Nunca son suficientes, pero tenemos que funcionar con lo que tenemos y la asistencia está garantizada. Es un problema generalizado en las ucis de España porque ahora mismo están sobredimensionadas y no hay intensivistas en el paro. Por eso, necesitamos la colaboración de otros especialistas como los anestesistas. Y en Enfermería hemos reforzado con otros servicios. Sabemos que el personal está soportando una sobrecarga que llega a duplicar y triplicar su trabajo y es de justicia agradecer públicamente su esfuerzo.

¿Qué consecuencias está teniendo para el resto de la actividad hospitalaria esta dedicación extra a la pandemia? ¿Se están suspendiendo operaciones?
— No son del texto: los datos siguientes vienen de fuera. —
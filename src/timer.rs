/// Fixed-rate repeating timer driven by an external millisecond clock.
///
/// `fire` advances the deadline by exactly one period, so a caller that
/// polls late replays every missed tick in order instead of skipping them.
#[derive(Clone, Copy, Debug)]
pub(crate) struct Interval {
    period_ms: u64,
    next_due_ms: u64,
    running: bool,
}

impl Interval {
    pub(crate) fn new(period_ms: u64) -> Self {
        Self {
            period_ms: period_ms.max(1),
            next_due_ms: 0,
            running: false,
        }
    }

    pub(crate) fn start(&mut self, now_ms: u64) {
        self.next_due_ms = now_ms.saturating_add(self.period_ms);
        self.running = true;
    }

    pub(crate) fn stop(&mut self) {
        self.running = false;
    }

    #[cfg(test)]
    pub(crate) fn is_running(&self) -> bool {
        self.running
    }

    pub(crate) fn next_due(&self) -> Option<u64> {
        self.running.then_some(self.next_due_ms)
    }

    pub(crate) fn due(&self, now_ms: u64) -> bool {
        self.running && now_ms >= self.next_due_ms
    }

    pub(crate) fn fire(&mut self) -> u64 {
        let at = self.next_due_ms;
        self.next_due_ms = self.next_due_ms.saturating_add(self.period_ms);
        at
    }
}

/// Whole-second countdown shown on an action control while it cools down.
#[derive(Clone, Copy, Debug)]
pub(crate) struct Countdown {
    ends_at_ms: u64,
}

impl Countdown {
    pub(crate) fn new(now_ms: u64, duration_ms: u64) -> Self {
        Self {
            ends_at_ms: now_ms.saturating_add(duration_ms),
        }
    }

    pub(crate) fn remaining_secs(&self, now_ms: u64) -> u64 {
        let left = self.ends_at_ms.saturating_sub(now_ms);
        left.div_ceil(1000)
    }

    pub(crate) fn is_done(&self, now_ms: u64) -> bool {
        now_ms >= self.ends_at_ms
    }
}

/// Linear 0..1 progress between two instants; used for fades.
pub(crate) fn progress(start_ms: u64, duration_ms: u64, now_ms: u64) -> f32 {
    if duration_ms == 0 {
        return 1.0;
    }
    let elapsed = now_ms.saturating_sub(start_ms) as f32;
    (elapsed / duration_ms as f32).clamp(0.0, 1.0)
}

#[cfg(test)]
mod tests {
    use super::*;

    #[test]
    fn interval_replays_missed_ticks_in_order() {
        let mut iv = Interval::new(1000);
        iv.start(0);
        assert!(!iv.due(999));
        let mut fired = Vec::new();
        while iv.due(3500) {
            fired.push(iv.fire());
        }
        assert_eq!(fired, vec![1000, 2000, 3000]);
        assert_eq!(iv.next_due(), Some(4000));
    }

    #[test]
    fn stopped_interval_never_fires() {
        let mut iv = Interval::new(500);
        iv.start(0);
        iv.stop();
        assert!(!iv.due(10_000));
        assert_eq!(iv.next_due(), None);
    }

    #[test]
    fn countdown_rounds_up_to_whole_seconds() {
        let cd = Countdown::new(1_000, 5_000);
        assert_eq!(cd.remaining_secs(1_000), 5);
        assert_eq!(cd.remaining_secs(1_001), 5);
        assert_eq!(cd.remaining_secs(5_000), 1);
        assert_eq!(cd.remaining_secs(6_000), 0);
        assert!(!cd.is_done(5_999));
        assert!(cd.is_done(6_000));
    }

    #[test]
    fn progress_is_clamped() {
        assert_eq!(progress(100, 1000, 0), 0.0);
        assert_eq!(progress(100, 1000, 600), 0.5);
        assert_eq!(progress(100, 1000, 5000), 1.0);
        assert_eq!(progress(100, 0, 0), 1.0);
    }
}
Una de las diferencias respecto a la primera oleada es que entonces se notó un descenso muy sustancial de pacientes no covid que acudían a centros sanitarios quizá por miedo, mientras que en estos momentos lo están haciendo igual que en otras épocas del año. Eso nos obliga a modular continuamente toda la actividad y especialmente la quirúrgica. Estamos intentando mantener la programación con jornadas de tarde extraordinarias priorizando las patologías oncológica y todas aquellas que puedan comprometer la calidad de vida de los pacientes. Además, hemos potenciado las operaciones en Jaca, que es un hospital libre de covid, y se están desplazando especialistas para aprovechar los quirófanos libres de allí. Creemos que por ahora va a ser suficiente con estas medidas.

Parece que la curva de contagios por fin está descendiendo. ¿Espera que de aquí a Navidad haya bajado la presión hospitalaria?

Tendríamos que intentar reducir la tasa de contagios cuanto antes porque ello generaría que la presión del sistema sanitario se viera desahogada también y si fuese antes de Navidad sería fantástico.

¿Teme que la reanudación de la movilidad para la campaña turísticas de invierno, tan importante en la provincia Huesca, tenga un efecto negativo como parece que provocó el puente del Pilar?

La movilidad es una factor importante a la hora de difundir el virus pero hay otros como respetar las medidas de prevención y la propia responsabilidad individual y colectiva. Creo que ahora mismo tenemos que poner todas las fuerzas en paliar la situación actual. No obstante, parece difícil que vaya a haber una campaña de Navidad y turística normal.

¿Le sorprende que Huesca siga siendo una de las provincias con mayor incidencia del país?

Es muy complicado encontrar una explicación, aunque seguramente se deba a un efecto multifactorial por la movilidad, la relajación de las medidas de prevención, las aglomeraciones de personas...

¿Le preocupa que se complique con una epidemia de gripe?

Para eso se avanzó este año la campaña de vacunación, para que la mayor parte de la población estuviera inmunizada y que la confluencia de las patologías respiratorios que afectan el covid y la gripe fuera la menor posible.

¿Están creciendo mucho los test de antígenos respecto a las PCR?

Del 8 al 11 de diciembre hicimos 3.359 pruebas y de ellas 1.875 fueron PCR y 1.484, de antígenos. La proporción empieza a acercarse al 50%. y posiblemente en las próximas semanas haya más del segundo tipo. Eso está liberando un poco de actividad a los laboratorios de microbiología, aunque ya se reforzaron en la primera ola.